Social / November 2015

The Organic Team

The Organic Team

Updates from the Organic team about marketing, technology, and agency life.

A tsunami of #NoFilter Instagram pix is sweeping the web, but is there something brands can learn from the authenticity vs. artifice debate?

People love to follow other people because the lives of others are interesting, even if – perhaps especially if – these lives are entirely manufactured, filtered, Photoshopped…in short, fake. There’s nothing new about this; it’s what soap operas and magazines have been about since the year dot. Even a heavily bearded Neanderthal most likely thought, ‘Ug, that Cro Magnon man is really rocking the clean-shaven look this spring’, and probably followed him around a bit, gawping admiringly. But we don’t just follow celebrities; we follow brands too, and for all manner of reasons. How we follow and engage with brands on platforms such as Instagram is an area that many businesses and organisations are keen to explore. For businesses that want to understand the way followers operate online it can be worth first taking a look at the presence of the Instagramerati, or Instars.

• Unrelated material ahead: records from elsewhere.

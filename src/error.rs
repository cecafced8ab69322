//! Centralized error types for attachpoll.

use std::path::PathBuf;
use thiserror::Error;

/// All errors produced by the attachpoll library.
#[derive(Error, Debug)]
pub enum SyncError {
    /// I/O error with the associated file path.
    #[error("I/O error on '{path}': {source}")]
    Io {
        path: PathBuf,
        source: std::io::Error,
    },

    /// Network, TLS or protocol failure while talking to the mail source.
    #[error("Network error: {0}")]
    Network(String),

    /// The mail source rejected the credentials.
    #[error("Authentication failed: {0}")]
    Auth(String),

    /// The requested mailbox does not exist on the source.
    #[error("Mailbox not found: {0}")]
    MailboxNotFound(String),

    /// The source refused the search predicate itself.
    #[error("Search predicate rejected by source: {0}")]
    UnsupportedPredicate(String),

    /// The cursor database failed.
    #[error("Cursor store error: {0}")]
    Store(#[from] rusqlite::Error),

    /// Schema migration of the cursor database failed.
    #[error("Cursor store migration failed: {0}")]
    Migration(#[from] rusqlite_migration::Error),

    /// Invalid or incomplete configuration. Fatal at startup.
    #[error("Configuration error: {0}")]
    Config(String),
}

/// Convenience alias for `Result<T, SyncError>`.
pub type Result<T> = std::result::Result<T, SyncError>;

impl SyncError {
    /// Create an `Io` variant from a path and an `io::Error`.
    pub fn io(path: impl Into<PathBuf>, source: std::io::Error) -> Self {
        Self::Io {
            path: path.into(),
            source,
        }
    }

    /// Whether the failure is expected to clear up by itself on a later cycle.
    pub fn is_transient(&self) -> bool {
        matches!(
            self,
            Self::Network(_) | Self::Io { .. } | Self::UnsupportedPredicate(_)
        )
    }
}

/// Network-side `io::Error`s (timeouts, resets) carry no useful path.
impl From<std::io::Error> for SyncError {
    fn from(source: std::io::Error) -> Self {
        Self::Network(source.to_string())
    }
}
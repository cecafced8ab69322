//! Incremental sync engine.
//!
//! One cycle picks a predicate from the stored cursor, searches the source,
//! drops what was already processed, extracts qualifying attachments in
//! timestamp order and advances the cursor only when something was saved.

mod engine;
mod select;

pub use engine::{CycleReport, ResetOutcome, SyncEngine, SyncOptions};
pub use select::{latest_message, qualifying_parts, select_messages};
//! Turning untrusted attachment names into safe, unique file names.

use chrono::{DateTime, Utc};

/// Characters that are illegal on at least one common filesystem.
const ILLEGAL_CHARS: &[char] = &['<', '>', ':', '"', '/', '\\', '|', '?', '*'];

/// Longest stem (name without extension) we keep, in characters.
const MAX_STEM_CHARS: usize = 150;

/// Stem used when nothing usable survives sanitization.
const DEFAULT_STEM: &str = "attachment";

/// Sanitize a declared attachment filename.
///
/// - `<>:"/\|?*`, control characters and whitespace become `_`
/// - runs of `_` collapse to one, leading/trailing `_` are trimmed
/// - with `extension`, the name is forced to end in `.{extension}` (lower-case)
/// - an empty result falls back to `attachment[.{extension}]`
pub fn sanitize_filename(name: &str, extension: Option<&str>) -> String {
    let mut cleaned = String::with_capacity(name.len());
    for c in name.chars() {
        let c = if ILLEGAL_CHARS.contains(&c) || c.is_control() || c.is_whitespace() {
            '_'
        } else {
            c
        };
        if c == '_' && cleaned.ends_with('_') {
            continue;
        }
        cleaned.push(c);
    }
    let cleaned = cleaned.trim_matches('_');

    let ext = extension
        .map(|e| e.trim_start_matches('.').to_ascii_lowercase())
        .filter(|e| !e.is_empty());

    let stem = match &ext {
        Some(ext) => strip_suffix_ignore_case(cleaned, &format!(".{ext}")).unwrap_or(cleaned),
        None => cleaned,
    };
    let stem: String = stem.chars().take(MAX_STEM_CHARS).collect();
    let stem = stem.trim_end_matches('_');
    let stem = if stem.chars().all(|c| c == '.') {
        DEFAULT_STEM
    } else {
        stem
    };

    match ext {
        Some(ext) => format!("{stem}.{ext}"),
        None => stem.to_string(),
    }
}

/// Name under which an attachment is stored:
/// `{prefix}-{UTC timestamp with microseconds}-{sanitized}`.
pub fn stored_name(prefix: &str, at: DateTime<Utc>, sanitized: &str) -> String {
    format!("{prefix}-{}-{sanitized}", at.format("%Y-%m-%dT%H-%M-%S-%6fZ"))
}

/// Name for an attachment that declared none (unrestricted mode only).
pub fn placeholder_name(index: usize) -> String {
    format!("{DEFAULT_STEM}-{index}")
}

fn strip_suffix_ignore_case<'a>(s: &'a str, suffix: &str) -> Option<&'a str> {
    let split = s.len().checked_sub(suffix.len())?;
    if !s.is_char_boundary(split) {
        return None;
    }
    let (head, tail) = s.split_at(split);
    tail.eq_ignore_ascii_case(suffix).then_some(head)
}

The motivation for following Instagram celebs might be down to their aesthetically pleasing, aspirational lifestyles, or perhaps because we sincerely care about the intricacies and nuances of their lives – real or otherwise.

So what could be more intriguing than an artfully constructed Instagram persona coming to life to reveal the personality beyond the filter? The blemished, the emotional, and the vulnerable person behind the image stepping out to say, ‘Honestly, it’s not real life’? Insta star and model, Stina Sanders, recently exposed how followers reacted to glam-free selfies by uploading shots of herself defuzzing, heavily hungover and even at the IBS clinic and at her therapist’s. Immediately – possibly predictably – 5,000 followers ditched her, but then something more interesting happened: people started to engage. Sanders revealed how she actually yielded more likes for her less flattering photos than her carefully styled shots – in particular from women. Her followers began to interact with her more authentic Instagram presence by reaching out on topics such as anxiety issues. Her newfound authentic Instagram presence had garnered sincere interest from her followers, who sought to reach beyond the mere click of a ‘like’.

Instagram: Evolution or Revolution?

Essena O'Neill Famously Quit Instagram in 2015 The adage ‘image is everything’ may once have been true for Insta models like Sanders, and Australian Instagram star Essena O’Neil, who also famously eschewed a life of online celebrity for being tearfully ‘real’. But are these online stars actually bidding farewell to the social-media-verse entirely? Or are they simply swapping an artfully constructed portrait of perfection for another carefully constructed image of apparent authenticity? Either way, both will undoubtedly occupy public platforms in one package or another, be it a YouTube apologia, or a confessional soon-to-hit-the-shelves autobiography.

So what does this apparent shift in Instagram attitudes – a platform for which there have been over 144million #NoFilter hashtags – actually mean? Has there been a genuine revolution in perspective, a movement that has taken many thousands of people from a place of artifice to reality overnight? Or has there simply been a gentle evolution in the way Instagrammers are now offering up another, subtler viewing of their lives?

Vanity versus value

So what does this well-documented attitudinal shift among Instagrammers mean for businesses and brands? Increasingly, Instagram has been a successful social platform from which to flog one’s wares, with the parallel aims of attracting and researching visitors, enhancing reputation, or consolidating perception. How useful are the Insta stars’ lessons on authenticity to the average brand?

This all depends on what a brand is looking for. If posts successfully pull in impressive numbers of likes then this might be enough to satisfy one business or organisation; but is this simple vanity? After all, it’s easy to ‘like’ something and then leave it there; no emotional investment needed. On average, for every 33 likes, you’ll receive one comment. But what if the comments to ‘like’ ratio were increased? If a user responds to content with a more meaningful interaction – sharing pictures, or responding to images with a comment – then this is surely the more valuable and desirable response for businesses. The ‘authentic’ approach taken by the likes of Sanders and O’Neil is a trend that may well fall out of fashion in a few weeks’ time, therefore, brands must work hard to be conscious of how they can best cultivate a direct and valuable relationship with their followers beyond the harvesting of likes.